In 2013, Yekemi pivoted her career focus towards marketing, where she became Senior Marketing Manager at Baker Hughes, before progressing to Senior Strategic Marketing Manager. In 2015, Yekemi took a career break to pursue her personal goal of writing her best-selling book titled ‘The Smart Sceptic’s Guide to Social Media in Organisations’. The book reached the top 100 in five categories on Amazon UK and sits in the top 500 in the Social Networks category on Kindle.

After completing a career break in late 2015, Yekemi began her role as Strategic Marketing Advisor at Lloyd’s Register. In February 2016, Yekemi founded her marketing consultancy, YO! Marketing. During this time, Yekemi helped found Elevator UK’s Accelerator. Two years later, Yekemi co-founded Scotland’s first multi-award-winning sales enablement consultancy, Doqaru, with her business partner, Sarah Downs. In 2021, Yekemi became Chancellor of the University of the West of Scotland.

== University of the West of Scotland ==
On 1 September 2021, Yekemi was appointed Chancellor of the University of the West of Scotland (UWS). Due to COVID-19 restrictions, her formal installation ceremony took place on 29 June 2022. Yekemi was also awarded an honorary doctorate by UWS in recognition of her contribution to higher education and entrepreneurship at the installation ceremony.

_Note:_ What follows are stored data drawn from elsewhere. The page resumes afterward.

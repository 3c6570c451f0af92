//! # Cyphal/UAVCAN v1 node core
//!
//! A polyglot-transport publish/subscribe and request/response engine for
//! small networked embedded devices. A [`node::Node`] multiplexes one or
//! more [`transport::Transport`]s behind a uniform [`transfer::Transfer`]
//! abstraction, dispatches inbound transfers to subject subscribers or
//! service handlers, correlates outgoing requests with their responses
//! under a timeout, and leans on [`codec`] to serialize/deserialize the
//! little-endian compact wire format shared by every transport.
//!
//! ## Scope
//!
//! Single-frame transfers only — there is no multi-frame reassembly here,
//! by design: a small node publishing heartbeats and a handful of small
//! service replies never needs it, and the reassembly state machine is a
//! disproportionate amount of complexity for what it buys. Redundant
//! transports are supported by running more than one [`transport::Transport`]
//! on the same node; deduplication beyond "a duplicate response is
//! silently ignored" is left to the application. Dynamic node-id
//! allocation and frame-level authentication are out of scope as well.
//!
//! ## Layout
//!
//! - [`codec`] — little-endian primitive/array/string codec, fp16 conversion.
//! - [`crc`] — CRC-32C, the integrity primitive used by every wire format here.
//! - [`hash`] — the compact data-type hash.
//! - [`types`] — small protocol-level type aliases (`NodeId`, `PortId`, ...).
//! - [`time`] — timestamp/duration newtypes around the injected clock.
//! - [`priority_map`] — the sorted fixed-capacity multimap backing the serial
//!   transmit queue.
//! - [`transfer`] — the uniform, reference-counted transfer record.
//! - [`port`] — the port registry (subjects, services, handler lists).
//! - [`sink`] — the byte-sink contract the serial transport is built on.
//! - [`node`] — the dispatcher: [`node::Node`].
//! - [`transport`] — the `Transport`/`Task` trait objects, plus the serial
//!   and UDP transport implementations.
//! - [`tasks`] — periodic in-process work units; the heartbeat publisher.
#![no_std]
#![allow(clippy::too_many_arguments)]

#[cfg(test)]
extern crate std;

#[macro_use]
extern crate num_derive;

extern crate alloc;

pub mod codec;
pub mod crc;
pub mod hash;
pub mod node;
pub mod port;
pub mod priority_map;
pub mod sink;
pub mod tasks;
pub mod time;
pub mod transfer;
pub mod transport;
pub mod types;

pub use node::Node;
pub use transfer::{Transfer, TransferHeader, TransferKind};

/// Reasons a piece of traffic can be silently dropped rather than
/// dispatched. Nothing in this crate panics or returns one of these as an
/// `Err` — every drop is either reflected in a [`port::PortInfo`] counter or
/// (for `RequestTimeout`) surfaced through the caller's own callback. The
/// enum exists so transports and the dispatcher have a common vocabulary
/// for the handful of places traffic is discarded, so a host application
/// wiring up its own logging has one set of names to match on.
#[derive(Copy, Clone, Debug, Eq, PartialEq)]
pub enum DropReason {
    /// A codec read ran past the end of its buffer; the stream is now
    /// exhausted and the decoded value should not be trusted.
    TruncatedInput,
    /// A serial frame's header or payload CRC did not match.
    FrameCrcFailed,
    /// The first byte of what looked like a frame was not the known
    /// version; the bytes are treated as out-of-band instead.
    UnknownFrameVersion,
    /// A frame/datagram declared itself part of a multi-frame transfer,
    /// which this crate does not reassemble.
    MultiFrameUnsupported,
    /// An inbound request named a service port with no registered handler.
    PortNotRegistered,
    /// An inbound message named a `(port, datatype)` pair with no
    /// subscriber.
    NoMatchingSubscriber,
    /// A request's `REQUEST_TIMEOUT_MS` deadline elapsed with no response.
    RequestTimeout,
    /// The serial transmit queue was full; the lowest-priority entry was
    /// evicted and its completion fired without ever reaching the wire.
    QueueOverflow,
}

/// Protocol-level priorities, 0 (`Exceptional`) through 7 (`Optional`).
/// Transports may support more fine-grained priority than this on the
/// wire, but there is currently no API surface above these eight levels.
#[derive(FromPrimitive, ToPrimitive, Copy, Clone, Ord, PartialOrd, Eq, PartialEq, Debug, Hash)]
pub enum Priority {
    Exceptional,
    Immediate,
    Fast,
    High,
    Nominal,
    Low,
    Slow,
    Optional,
}
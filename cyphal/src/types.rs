//! Protocol-level type aliases shared across the crate.

/// 16-bit node identifier. `0xFFFF` is reserved to mean "anonymous / broadcast".
pub type NodeId = u16;

/// Value a node uses to address itself when it has no assigned identity.
pub const ANONYMOUS_NODE_ID: NodeId = 0xFFFF;

/// 16-bit port identifier. The high bit distinguishes subjects (0) from
/// services (1); the low 15 bits are the subject id or service id.
pub type PortId = u16;

/// Bit that, when set in a [`PortId`], marks it as a service port.
pub const SERVICE_PORT_BIT: PortId = 0x8000;

/// Whether a registered/decoded port id refers to a service (request or
/// response) rather than a subject.
pub fn is_service_port(port_id: PortId) -> bool {
    port_id & SERVICE_PORT_BIT != 0
}

/// Monotonically increasing transfer counter. Never decrements, never wraps
/// in practice at 64 bits wide.
pub type TransferId = u64;

/// 64-bit compact data-type hash, see [`crate::hash`].
pub type DatatypeHash = u64;
impl<'b> Replier<'b> {
    fn new(buffer: &'b mut [u8]) -> Self {
        Self {
            buffer,
            written: None,
        }
    }

    pub fn reply(&mut self, build: impl FnOnce(&mut OutStream)) {
        if self.written.is_some() {
            return;
        }
        let mut out = OutStream::new(self.buffer);
        build(&mut out);
        self.written = Some(out.written());
    }

    fn written(&self) -> Option<usize> {
        self.written
    }
}

/// The node: one local identity, its declared ports, the transports and
/// tasks attached to it, and the transfer-dispatch state shared by all of
/// them.
pub struct Node {
    local_node_id: NodeId,
    registry: PortRegistry,
    transports: Vec<Box<dyn Transport>>,
    tasks: Vec<Box<dyn Task>>,

    subject_tid: BTreeMap<PortId, TransferId>,
    session_tid: BTreeMap<(PortId, NodeId), TransferId>,

    subscribers: BTreeMap<(PortId, DatatypeHash), Subscriber>,
    inflight: BTreeMap<(PortId, TransferId), ResponseCallback>,
    timeouts: BTreeMap<u32, Vec<(PortId, TransferId)>>,

    now_us: Box<dyn FnMut() -> u64>,
    now_ms: u32,
    task_timer: u32,
    task_schedule: u32,
}
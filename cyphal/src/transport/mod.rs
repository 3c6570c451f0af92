//! Transport polymorphism consumed by [`crate::node::Node`].
//!
//! Unlike the generic, compile-time-selected `Transport<C>` this crate
//! started from, a node here holds a heterogeneous set of transports
//! behind `Box<dyn Transport>` — a node can run its serial link and a UDP
//! socket side by side, each receiving and transmitting the same
//! transfers.

pub mod serial;
pub mod udp;

use crate::port::PortInfo;
use crate::transfer::{Transfer, TransferHeader};
use crate::types::PortId;

/// A physical/link layer that moves [`Transfer`]s on and off the wire.
pub trait Transport {
    /// Called once when the transport is added to a node.
    fn start(&mut self) {}

    /// Called once when the transport is removed from a node.
    fn stop(&mut self) {}

    /// Called whenever a port's direction is declared or changes, and once
    /// more with `info = None` when the transport itself is torn down
    /// (after `stop`) for every port it had been told about — transports
    /// that bind per-port resources (UDP sockets) use this to know what to
    /// release. `info = None` outside of teardown is not sent; ports are
    /// never un-declared.
    fn port(&mut self, port_id: PortId, info: Option<&PortInfo>);

    /// Pumps the transport once. Any transfer decoded off the wire is
    /// reported through `deliver` before this call returns.
    fn poll(&mut self, t_ms: u32, dt_ms: u32, deliver: &mut dyn FnMut(TransferHeader, &[u8]));

    /// Hands a transfer to the transport for transmission. Transports that
    /// cannot send the whole thing synchronously must encode it into their
    /// own storage and retain a clone of `transfer.completion_handle()`
    /// before returning.
    fn send(&mut self, transfer: &Transfer);
}

/// A periodic node-level activity (e.g. heartbeat publication) that runs
/// alongside transports. See [`crate::tasks`].
pub trait Task {
    fn start(&mut self, node: &mut crate::node::Node);
    fn stop(&mut self, node: &mut crate::node::Node);
    fn poll(&mut self, node: &mut crate::node::Node, t_ms: u32, dt_ms: u32);
}
//! Cyphal compact data-type hash.
//!
//! Maps a dotted data-type name `root[.subroot].tail.major[.minor]` to a
//! 64-bit value with group-sortable semantics: names sharing a root sort
//! together, names additionally sharing a subroot sort together within
//! that group.

use alloc::string::String;
use alloc::vec::Vec;

use crate::crc::crc32c;
use crate::types::DatatypeHash;

/// Computes the data-type hash for a dotted name such as
/// `"uavcan.node.Heartbeat.1.0"`. Returns `0` if the name has fewer than
/// three meaningful components (root, tail, major at minimum).
pub fn datatype_hash(name: &str) -> DatatypeHash {
    let parts: Vec<&str> = name.split('.').collect();
    if parts.is_empty() {
        return 0;
    }

    // Drop the trailing minor-version component.
    let rem = &parts[..parts.len() - 1];
    if rem.len() < 3 {
        return 0;
    }

    let major: u8 = rem[rem.len() - 1].parse().unwrap_or(0);
    let rem2 = &rem[..rem.len() - 1];

    let (root, subroot, tail): (&str, &str, String) = if rem2.len() >= 3 {
        (rem2[0], rem2[1], rem2[2..].join("."))
    } else {
        (rem2[0], "", String::from(rem2[1]))
    };

    let mut root_buf = Vec::with_capacity(root.len() + 4);
    root_buf.extend_from_slice(root.as_bytes());
    root_buf.extend_from_slice(b"cvo0");
    let root_hash = crc32c(&root_buf);

    let sub_hash = crc32c(subroot.as_bytes()) & 0xFFF;
    let tail_hash = crc32c(tail.as_bytes()) & 0xFFF;

    ((root_hash as u64) << 32) | ((sub_hash as u64) << 20) | ((tail_hash as u64) << 8) | major as u64
}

As Chancellor, Yekemi has powers to confer degrees and became an ambassador for UWS at home and abroad. Her role includes officiating graduation ceremonies, typically in July (Summer graduations) and November (Winter graduations) each year. As of December 2023, Yekemi has officiated over thirty (30) graduation ceremonies across the five UK UWS campuses in Paisley, Dumfries, Lanarkshire, Ayr and London.

== Publications ==

- The Smart Sceptic's Guide to Social Media in Organisations
- Sales Performance: Social Selling Proves to be a Critical Success Factor in Sales
- The State of Sales Skills in UK SMEs

== Awards ==

- In November 2023, Otaru and her business partner Sarah Downs were awarded Service Industries Entrepreneur of the Year at the Great British Entrepreneur Awards.
- Otaru's business, Doqaru, was awarded Business of Excellence of the Year at the Black Scottish Awards in 2023.
- In November 2022, Doqaru won the Small Business of the Year Award at the Great British Entrepreneur Awards.
- Otaru and her business partner, Sarah Downs, won Social Entrepreneur of the Year award at the 4th Scottish Women’s Awards in October 2022.
- Otaru was named one of 40 under 40 by Scottish Business News in 2016.